# [What the task asks]
Below is a block of entries; repeat exactly the lines starting at the line that contains "use crate::state::AppState;" and ending at the line that contains "mod redis_store;", both included.

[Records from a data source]
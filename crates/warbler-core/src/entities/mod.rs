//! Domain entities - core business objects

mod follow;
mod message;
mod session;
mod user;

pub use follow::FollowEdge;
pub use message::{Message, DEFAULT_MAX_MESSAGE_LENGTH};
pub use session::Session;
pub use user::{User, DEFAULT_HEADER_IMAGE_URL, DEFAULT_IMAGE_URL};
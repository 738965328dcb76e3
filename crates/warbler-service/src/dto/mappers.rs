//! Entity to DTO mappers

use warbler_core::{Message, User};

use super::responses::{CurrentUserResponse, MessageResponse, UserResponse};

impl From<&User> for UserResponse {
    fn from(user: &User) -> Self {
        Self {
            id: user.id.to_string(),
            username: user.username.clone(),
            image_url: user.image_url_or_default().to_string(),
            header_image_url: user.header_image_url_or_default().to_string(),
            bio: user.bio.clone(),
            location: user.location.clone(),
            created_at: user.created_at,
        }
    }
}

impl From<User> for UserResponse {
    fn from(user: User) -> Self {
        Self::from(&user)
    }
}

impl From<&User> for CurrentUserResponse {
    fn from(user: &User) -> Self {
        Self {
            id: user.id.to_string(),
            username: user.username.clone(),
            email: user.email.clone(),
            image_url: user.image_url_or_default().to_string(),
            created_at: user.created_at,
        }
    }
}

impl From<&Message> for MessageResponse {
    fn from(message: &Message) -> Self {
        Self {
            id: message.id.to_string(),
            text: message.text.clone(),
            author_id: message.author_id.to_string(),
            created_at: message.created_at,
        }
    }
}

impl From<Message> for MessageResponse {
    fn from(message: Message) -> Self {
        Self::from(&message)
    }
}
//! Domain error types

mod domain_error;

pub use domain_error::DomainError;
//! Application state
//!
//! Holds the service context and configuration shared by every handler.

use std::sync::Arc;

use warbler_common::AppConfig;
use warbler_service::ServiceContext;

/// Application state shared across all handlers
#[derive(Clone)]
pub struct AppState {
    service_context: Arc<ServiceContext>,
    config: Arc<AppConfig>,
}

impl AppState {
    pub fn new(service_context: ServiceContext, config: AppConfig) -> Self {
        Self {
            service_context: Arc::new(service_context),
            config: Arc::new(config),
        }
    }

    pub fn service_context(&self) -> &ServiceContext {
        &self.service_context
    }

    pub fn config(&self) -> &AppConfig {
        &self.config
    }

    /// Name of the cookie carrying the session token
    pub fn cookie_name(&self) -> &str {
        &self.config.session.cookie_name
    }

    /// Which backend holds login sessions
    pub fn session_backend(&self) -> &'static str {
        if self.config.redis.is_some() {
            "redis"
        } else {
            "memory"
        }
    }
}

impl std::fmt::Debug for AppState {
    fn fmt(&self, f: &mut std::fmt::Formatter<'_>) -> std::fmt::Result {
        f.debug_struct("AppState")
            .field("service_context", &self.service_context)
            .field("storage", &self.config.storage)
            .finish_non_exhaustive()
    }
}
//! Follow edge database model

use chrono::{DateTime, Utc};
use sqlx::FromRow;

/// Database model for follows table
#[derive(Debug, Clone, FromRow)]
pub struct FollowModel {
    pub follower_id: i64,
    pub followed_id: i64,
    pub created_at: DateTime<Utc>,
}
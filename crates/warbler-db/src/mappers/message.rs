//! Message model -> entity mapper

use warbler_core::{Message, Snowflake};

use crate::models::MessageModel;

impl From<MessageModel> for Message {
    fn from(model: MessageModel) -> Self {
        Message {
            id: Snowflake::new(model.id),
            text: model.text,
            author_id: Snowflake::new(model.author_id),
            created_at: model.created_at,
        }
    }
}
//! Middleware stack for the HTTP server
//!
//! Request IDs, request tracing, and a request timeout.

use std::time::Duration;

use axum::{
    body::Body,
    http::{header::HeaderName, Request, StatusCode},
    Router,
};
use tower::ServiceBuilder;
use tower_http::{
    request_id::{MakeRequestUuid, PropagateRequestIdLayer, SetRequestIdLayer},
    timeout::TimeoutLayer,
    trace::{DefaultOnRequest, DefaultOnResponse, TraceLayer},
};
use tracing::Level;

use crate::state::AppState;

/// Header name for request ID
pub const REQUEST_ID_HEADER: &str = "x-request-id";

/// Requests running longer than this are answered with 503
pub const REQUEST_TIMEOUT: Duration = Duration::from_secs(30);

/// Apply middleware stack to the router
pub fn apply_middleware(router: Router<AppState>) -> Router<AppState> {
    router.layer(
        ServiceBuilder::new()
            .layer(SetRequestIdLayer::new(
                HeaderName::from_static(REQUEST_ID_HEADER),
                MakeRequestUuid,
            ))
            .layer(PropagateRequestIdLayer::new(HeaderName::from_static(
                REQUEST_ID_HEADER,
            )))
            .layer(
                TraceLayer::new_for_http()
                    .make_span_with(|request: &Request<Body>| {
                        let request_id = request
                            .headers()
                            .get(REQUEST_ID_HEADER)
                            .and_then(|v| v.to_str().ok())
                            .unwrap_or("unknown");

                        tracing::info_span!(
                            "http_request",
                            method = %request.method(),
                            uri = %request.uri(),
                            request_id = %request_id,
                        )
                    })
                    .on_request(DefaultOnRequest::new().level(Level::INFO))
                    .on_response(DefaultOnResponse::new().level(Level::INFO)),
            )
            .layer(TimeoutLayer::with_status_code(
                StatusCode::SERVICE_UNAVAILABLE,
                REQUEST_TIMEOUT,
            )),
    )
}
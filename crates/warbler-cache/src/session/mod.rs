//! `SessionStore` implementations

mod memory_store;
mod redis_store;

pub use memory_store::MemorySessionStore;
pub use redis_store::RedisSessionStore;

# [Task result]
use crate::state::AppState;

/// Header name for request ID
pub const REQUEST_ID_HEADER: &str = "x-request-id";

/// Requests running longer than this are answered with 503
pub const REQUEST_TIMEOUT: Duration = Duration::from_secs(30);

/// Apply middleware stack to the router
pub fn apply_middleware(router: Router<AppState>) -> Router<AppState> {
    router.layer(
        ServiceBuilder::new()
            .layer(SetRequestIdLayer::new(
                HeaderName::from_static(REQUEST_ID_HEADER),
                MakeRequestUuid,
            ))
            .layer(PropagateRequestIdLayer::new(HeaderName::from_static(
                REQUEST_ID_HEADER,
            )))
            .layer(
                TraceLayer::new_for_http()
                    .make_span_with(|request: &Request<Body>| {
                        let request_id = request
                            .headers()
                            .get(REQUEST_ID_HEADER)
                            .and_then(|v| v.to_str().ok())
                            .unwrap_or("unknown");

                        tracing::info_span!(
                            "http_request",
                            method = %request.method(),
                            uri = %request.uri(),
                            request_id = %request_id,
                        )
                    })
                    .on_request(DefaultOnRequest::new().level(Level::INFO))
                    .on_response(DefaultOnResponse::new().level(Level::INFO)),
            )
            .layer(TimeoutLayer::with_status_code(
                StatusCode::SERVICE_UNAVAILABLE,
                REQUEST_TIMEOUT,
            )),
    )
}
filename crates/warbler-cache/src/session/mod.rs
//! `SessionStore` implementations

mod memory_store;
mod redis_store;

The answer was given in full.